You track progress on a multi layered wheel with two different movable dials. The inner circle measures the overall discontent among the citizenry. Each level activates a new group of citizens to fight alongside the Heroes, but also gives the Great Machine more income at the beginning of each round. If the Heroes can raise discontent to the top of the dial, they will cause a riot and be a third of the way to winning the game. The outer dial represents the Great Machine’s master plan. When the dial reaches twelve, the master plan takes effect and the Great Machine wins immediately.
The beginning of each round flips a city event card that introduces two conditions for the round. The first is an ongoing or end of round condition to follow or task to accomplish assigned to one of the two teams.

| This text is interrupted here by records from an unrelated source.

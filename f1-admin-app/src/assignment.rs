use f1_admin_client::{ApiError, Backend};
use f1_admin_model::{DriverId, GrandPrixId, NewParticipation, Participation};
use tracing::{info, instrument, warn};

use crate::error::AssignmentError;
use crate::notification::{NotificationCenter, NotificationKind};
use crate::store::ParticipationStore;

/// Assigns a driver to a Grand Prix.
///
/// Missing selections are rejected before anything is sent. Only a successful
/// assignment refreshes the store, exactly once. An accepted request whose
/// answer can't be decoded also refreshes once and counts as successful if the
/// new list contains the pair. Every outcome is reported to
/// `notifications`.
#[instrument(skip(store, notifications))]
pub async fn assign_participation<B: Backend>(
    store: &ParticipationStore<B>,
    notifications: &mut NotificationCenter,
    driver_id: Option<DriverId>,
    grand_prix_id: Option<GrandPrixId>,
) -> Result<Participation, AssignmentError> {
    let result = submit(store, driver_id, grand_prix_id).await;
    match &result {
        Ok(participation) => {
            notifications.push(
                NotificationKind::Success,
                "Driver assigned",
                format!(
                    "{} will race at {}",
                    participation.driver_label(),
                    participation.grand_prix_label()
                ),
            );
        }
        Err(error) => {
            notifications.push(error.kind(), error.title(), error.to_string());
        }
    }
    result
}

async fn submit<B: Backend>(
    store: &ParticipationStore<B>,
    driver_id: Option<DriverId>,
    grand_prix_id: Option<GrandPrixId>,
) -> Result<Participation, AssignmentError> {
    let request = NewParticipation::from_selection(driver_id, grand_prix_id)?;
    let pair = (request.driver_id, request.grand_prix_id);

    let document = match store.backend().create_participation(request).await {
        Ok(document) => document,
        // 2xx with a body that doesn't decode
        Err(error @ ApiError::Decode(_)) => return confirm(store, pair, error).await,
        Err(error) => {
            let error = AssignmentError::classify(error);
            if let AssignmentError::InvalidSelection { detail } = &error {
                warn!(%detail, "backend rejected the selection");
            } else {
                warn!(%error, "assignment rejected");
            }
            return Err(error);
        }
    };

    let mut participation = document.value;
    participation.hydrate(&document.index);
    info!(
        id = %participation.id,
        driver = %participation.driver_id,
        grand_prix = %participation.grand_prix_id,
        "participation created"
    );

    // The assignment itself succeeded, a failed refresh only shows in the
    // store state.
    if let Err(error) = store.refresh().await {
        warn!(%error, "refresh after assignment failed");
    }
    Ok(participation)
}

/// Refreshes once and looks for `pair` in the new list.
async fn confirm<B: Backend>(
    store: &ParticipationStore<B>,
    pair: (DriverId, GrandPrixId),
    error: ApiError,
) -> Result<Participation, AssignmentError> {
    warn!(%error, "unreadable answer to the assignment, checking the list");
    if let Err(error) = store.refresh().await {
        warn!(%error, "refresh after assignment failed");
    }
    let found = store
        .snapshot()
        .participations
        .into_iter()
        .find(|participation| participation.pair() == pair);
    match found {
        Some(participation) => {
            info!(id = %participation.id, "participation created");
            Ok(participation)
        }
        None => Err(AssignmentError::Unconfirmed(error)),
    }
}
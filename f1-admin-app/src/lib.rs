//! Application layer of the admin tool: the participation store, the
//! assignment operation, notifications and the read side views.
//!
//! Everything here is generic over [`f1_admin_client::Backend`] and runs on a
//! single thread.

pub mod assignment;
pub mod dashboard;
pub mod drivers;
pub mod error;
pub mod grand_prix;
pub mod notification;
pub mod store;

#[cfg(test)]
mod fake;

pub use assignment::assign_participation;
pub use dashboard::{Dashboard, RecentParticipation, Section, TeamCount};
pub use drivers::{recent_races, DriverDetails, DriverRoster, RecentRace};
pub use error::{AssignmentError, DashboardError, RefreshError, WorkflowError};
pub use grand_prix::Calendar;
pub use notification::{Notification, NotificationCenter, NotificationId, NotificationKind};
pub use store::{fetch_participations, ParticipationStore, StoreState};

The bottom half of the card gives a special condition that if met during the round, will advance the master plan for the Great Machine. Players will then get to take income. Heroes gain “trust” tokens based on the number of citizens in their current district and the Great Machine gains “bond” tokens based on the level of the discontent wheel.
The next phase is called the access phase and is one of the most important parts of the game for the Heroes. In this phase, players will decide where they want their characters to go, indicated by playing a face down card representing the location. Hero players will work together to determine where they want to go based on what actions they want to take and what they think the Great Machine might do during their turn. After players have locked in the access cards, they are unable to change them and play shifts to the Great Machine Access phase. One of the hardest rules in the game is that hero players must converse out in the open. This means the Great Machine player gets to hear everything, making it difficult to communicate verbally and making the players resort to pointing and misdirection during planning.
The Great Machine carries out their actions through their guards and servants, spending bond tokens to move and take actions. The guards make it more difficult for hero players to take actions and can be moved around the board to districts the Great Machine thinks nefarious things are happening. The servants can move around and take actions such as arresting and removing citizen tokens from the board, repairing guards, taking special district actions, and enacting raids. If a hero ends movement in a district with a raid, they are detained and the Great Machine gets to make a choice. The Great Machine may raise the master plan dial by one or end the hero’s turn and take their access card away, effectively blocking the hero from entering the district again, or converting all the hero’s trust into bonds. The other big difference for the Great Machine is the ability to gain and publish directives by taking major district actions. Directives give the Great Machine new abilities or new conditions that the Heroes must follow. When taking their turns, the Great Machine must balance their bonds to try and limit the progress of the Heroes.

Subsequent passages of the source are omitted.